--- PROVIDED DATA ---
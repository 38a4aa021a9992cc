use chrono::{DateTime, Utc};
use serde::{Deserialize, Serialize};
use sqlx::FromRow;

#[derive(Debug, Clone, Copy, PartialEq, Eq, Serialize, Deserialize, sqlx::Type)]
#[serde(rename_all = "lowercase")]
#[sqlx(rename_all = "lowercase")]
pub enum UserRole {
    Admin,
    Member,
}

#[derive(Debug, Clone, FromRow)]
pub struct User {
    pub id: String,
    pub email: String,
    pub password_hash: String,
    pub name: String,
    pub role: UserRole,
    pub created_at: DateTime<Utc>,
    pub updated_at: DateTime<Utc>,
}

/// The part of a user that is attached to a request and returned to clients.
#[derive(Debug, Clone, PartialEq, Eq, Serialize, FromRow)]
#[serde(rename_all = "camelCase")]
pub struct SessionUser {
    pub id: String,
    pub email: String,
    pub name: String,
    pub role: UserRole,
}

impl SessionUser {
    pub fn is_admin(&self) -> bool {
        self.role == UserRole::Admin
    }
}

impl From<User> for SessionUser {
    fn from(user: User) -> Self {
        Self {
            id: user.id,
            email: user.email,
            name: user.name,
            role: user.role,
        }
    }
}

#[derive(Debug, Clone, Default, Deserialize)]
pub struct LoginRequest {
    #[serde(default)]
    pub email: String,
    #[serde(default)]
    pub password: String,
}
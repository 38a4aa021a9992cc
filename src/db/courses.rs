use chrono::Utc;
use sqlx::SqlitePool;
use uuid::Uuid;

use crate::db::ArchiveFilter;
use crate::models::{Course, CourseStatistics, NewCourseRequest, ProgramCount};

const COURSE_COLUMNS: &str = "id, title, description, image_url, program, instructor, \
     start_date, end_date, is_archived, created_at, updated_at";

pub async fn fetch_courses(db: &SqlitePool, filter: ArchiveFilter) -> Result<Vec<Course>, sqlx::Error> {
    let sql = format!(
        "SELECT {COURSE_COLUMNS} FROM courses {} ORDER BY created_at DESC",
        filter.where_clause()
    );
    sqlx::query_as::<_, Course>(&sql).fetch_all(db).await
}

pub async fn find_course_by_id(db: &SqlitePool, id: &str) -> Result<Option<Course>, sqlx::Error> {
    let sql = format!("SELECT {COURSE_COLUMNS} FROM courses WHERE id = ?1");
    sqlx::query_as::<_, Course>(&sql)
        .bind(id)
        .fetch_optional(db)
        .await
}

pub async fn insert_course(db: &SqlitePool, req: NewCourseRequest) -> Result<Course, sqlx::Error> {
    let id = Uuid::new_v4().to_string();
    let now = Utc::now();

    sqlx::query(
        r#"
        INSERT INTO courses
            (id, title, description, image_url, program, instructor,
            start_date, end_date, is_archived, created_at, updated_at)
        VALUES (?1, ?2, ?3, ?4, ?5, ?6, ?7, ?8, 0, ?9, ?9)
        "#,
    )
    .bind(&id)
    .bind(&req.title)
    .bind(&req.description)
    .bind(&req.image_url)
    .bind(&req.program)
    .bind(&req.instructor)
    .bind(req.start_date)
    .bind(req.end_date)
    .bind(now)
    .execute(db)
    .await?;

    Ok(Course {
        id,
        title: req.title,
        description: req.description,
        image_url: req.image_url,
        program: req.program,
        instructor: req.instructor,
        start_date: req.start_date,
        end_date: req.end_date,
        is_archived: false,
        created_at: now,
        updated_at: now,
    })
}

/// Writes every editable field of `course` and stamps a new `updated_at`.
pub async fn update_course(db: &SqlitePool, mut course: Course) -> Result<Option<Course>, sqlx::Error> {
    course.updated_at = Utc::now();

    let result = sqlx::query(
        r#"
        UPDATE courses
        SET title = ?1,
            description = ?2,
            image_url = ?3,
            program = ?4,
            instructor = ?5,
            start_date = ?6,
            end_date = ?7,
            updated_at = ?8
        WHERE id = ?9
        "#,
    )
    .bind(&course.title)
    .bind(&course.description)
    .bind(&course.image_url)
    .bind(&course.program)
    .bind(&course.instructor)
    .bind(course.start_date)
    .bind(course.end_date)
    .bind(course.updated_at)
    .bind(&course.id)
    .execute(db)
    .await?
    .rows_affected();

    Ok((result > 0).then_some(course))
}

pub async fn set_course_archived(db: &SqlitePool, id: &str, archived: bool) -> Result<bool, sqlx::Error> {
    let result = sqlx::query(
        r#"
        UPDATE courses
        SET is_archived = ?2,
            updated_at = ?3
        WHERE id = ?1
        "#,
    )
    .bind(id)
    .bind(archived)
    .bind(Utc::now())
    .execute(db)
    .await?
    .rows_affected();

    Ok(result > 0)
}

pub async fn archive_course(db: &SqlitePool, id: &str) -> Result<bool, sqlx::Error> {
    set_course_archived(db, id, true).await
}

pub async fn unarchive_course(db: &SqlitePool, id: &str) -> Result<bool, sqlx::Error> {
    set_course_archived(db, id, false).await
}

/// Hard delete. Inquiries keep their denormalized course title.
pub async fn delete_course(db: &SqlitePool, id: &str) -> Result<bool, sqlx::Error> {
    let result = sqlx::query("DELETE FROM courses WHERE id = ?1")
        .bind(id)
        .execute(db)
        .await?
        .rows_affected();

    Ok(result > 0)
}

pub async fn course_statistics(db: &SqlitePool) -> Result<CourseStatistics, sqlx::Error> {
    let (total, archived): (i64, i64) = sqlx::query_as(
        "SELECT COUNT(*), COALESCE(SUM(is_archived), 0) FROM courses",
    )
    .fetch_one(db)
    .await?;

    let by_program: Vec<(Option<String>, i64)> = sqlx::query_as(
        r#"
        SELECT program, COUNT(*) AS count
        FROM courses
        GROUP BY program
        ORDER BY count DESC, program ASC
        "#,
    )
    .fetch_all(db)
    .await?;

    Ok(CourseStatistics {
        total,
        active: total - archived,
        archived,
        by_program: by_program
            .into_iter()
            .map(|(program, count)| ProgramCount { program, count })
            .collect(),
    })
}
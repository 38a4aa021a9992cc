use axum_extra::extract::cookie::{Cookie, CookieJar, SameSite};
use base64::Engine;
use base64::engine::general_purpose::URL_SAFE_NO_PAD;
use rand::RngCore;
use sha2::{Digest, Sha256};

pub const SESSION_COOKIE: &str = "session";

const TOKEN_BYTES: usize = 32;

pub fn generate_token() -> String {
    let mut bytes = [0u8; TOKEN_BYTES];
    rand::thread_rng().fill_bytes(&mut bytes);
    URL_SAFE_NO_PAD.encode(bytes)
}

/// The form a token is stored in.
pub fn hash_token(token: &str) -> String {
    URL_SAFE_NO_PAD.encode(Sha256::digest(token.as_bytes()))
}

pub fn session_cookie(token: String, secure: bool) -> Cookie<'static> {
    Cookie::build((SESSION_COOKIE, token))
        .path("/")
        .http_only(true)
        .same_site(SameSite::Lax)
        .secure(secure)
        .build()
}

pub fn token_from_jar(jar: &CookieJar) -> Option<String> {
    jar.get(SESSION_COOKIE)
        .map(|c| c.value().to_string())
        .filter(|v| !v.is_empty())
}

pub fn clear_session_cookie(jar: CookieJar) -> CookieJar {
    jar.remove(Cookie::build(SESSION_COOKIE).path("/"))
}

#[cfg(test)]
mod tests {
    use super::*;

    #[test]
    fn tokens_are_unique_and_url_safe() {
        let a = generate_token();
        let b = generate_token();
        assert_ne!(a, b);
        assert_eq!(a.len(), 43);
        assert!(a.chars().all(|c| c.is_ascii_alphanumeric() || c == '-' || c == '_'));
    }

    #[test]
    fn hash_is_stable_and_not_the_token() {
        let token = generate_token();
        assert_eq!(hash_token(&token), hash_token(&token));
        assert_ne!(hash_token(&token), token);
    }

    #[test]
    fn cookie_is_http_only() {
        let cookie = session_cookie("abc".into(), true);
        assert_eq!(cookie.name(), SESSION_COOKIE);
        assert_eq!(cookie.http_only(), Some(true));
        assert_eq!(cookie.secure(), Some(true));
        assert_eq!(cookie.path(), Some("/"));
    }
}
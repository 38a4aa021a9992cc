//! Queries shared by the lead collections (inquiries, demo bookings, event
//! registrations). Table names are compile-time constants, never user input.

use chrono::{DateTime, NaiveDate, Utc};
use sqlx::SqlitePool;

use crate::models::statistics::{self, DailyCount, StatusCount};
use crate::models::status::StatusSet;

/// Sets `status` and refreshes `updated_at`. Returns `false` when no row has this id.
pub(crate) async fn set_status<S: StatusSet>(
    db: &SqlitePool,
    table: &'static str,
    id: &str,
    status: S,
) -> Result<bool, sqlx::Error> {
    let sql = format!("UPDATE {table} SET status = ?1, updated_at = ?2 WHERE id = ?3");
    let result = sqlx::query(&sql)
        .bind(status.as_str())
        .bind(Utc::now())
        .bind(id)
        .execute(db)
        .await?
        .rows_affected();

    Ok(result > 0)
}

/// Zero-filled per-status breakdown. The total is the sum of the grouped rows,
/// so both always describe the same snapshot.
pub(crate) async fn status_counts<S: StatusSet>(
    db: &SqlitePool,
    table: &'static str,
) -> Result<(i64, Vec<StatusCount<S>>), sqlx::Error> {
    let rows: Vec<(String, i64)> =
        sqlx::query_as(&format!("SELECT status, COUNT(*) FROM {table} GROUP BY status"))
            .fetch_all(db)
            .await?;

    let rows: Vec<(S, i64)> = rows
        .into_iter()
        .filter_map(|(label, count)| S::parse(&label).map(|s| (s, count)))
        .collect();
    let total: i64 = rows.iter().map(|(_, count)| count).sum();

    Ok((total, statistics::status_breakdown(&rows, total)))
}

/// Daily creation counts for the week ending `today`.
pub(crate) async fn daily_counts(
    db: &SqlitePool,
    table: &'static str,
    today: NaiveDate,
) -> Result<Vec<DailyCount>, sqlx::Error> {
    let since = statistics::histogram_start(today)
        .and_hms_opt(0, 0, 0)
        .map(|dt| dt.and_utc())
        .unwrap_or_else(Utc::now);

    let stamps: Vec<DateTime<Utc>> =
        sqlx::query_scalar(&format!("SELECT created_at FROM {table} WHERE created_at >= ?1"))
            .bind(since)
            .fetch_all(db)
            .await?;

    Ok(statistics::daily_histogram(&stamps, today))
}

--- PROBLEM DETAILS ---
Give back precisely the lines above that start at the line containing "let now = Utc::now();" and end at the line containing "Writes every editable", inclusive. No other lines belong in the output.

--- TASK SOLUTION ---
    let now = Utc::now();

    sqlx::query(
        r#"
        INSERT INTO courses
            (id, title, description, image_url, program, instructor,
            start_date, end_date, is_archived, created_at, updated_at)
        VALUES (?1, ?2, ?3, ?4, ?5, ?6, ?7, ?8, 0, ?9, ?9)
        "#,
    )
    .bind(&id)
    .bind(&req.title)
    .bind(&req.description)
    .bind(&req.image_url)
    .bind(&req.program)
    .bind(&req.instructor)
    .bind(req.start_date)
    .bind(req.end_date)
    .bind(now)
    .execute(db)
    .await?;

    Ok(Course {
        id,
        title: req.title,
        description: req.description,
        image_url: req.image_url,
        program: req.program,
        instructor: req.instructor,
        start_date: req.start_date,
        end_date: req.end_date,
        is_archived: false,
        created_at: now,
        updated_at: now,
    })
}

/// Writes every editable field of `course` and stamps a new `updated_at`.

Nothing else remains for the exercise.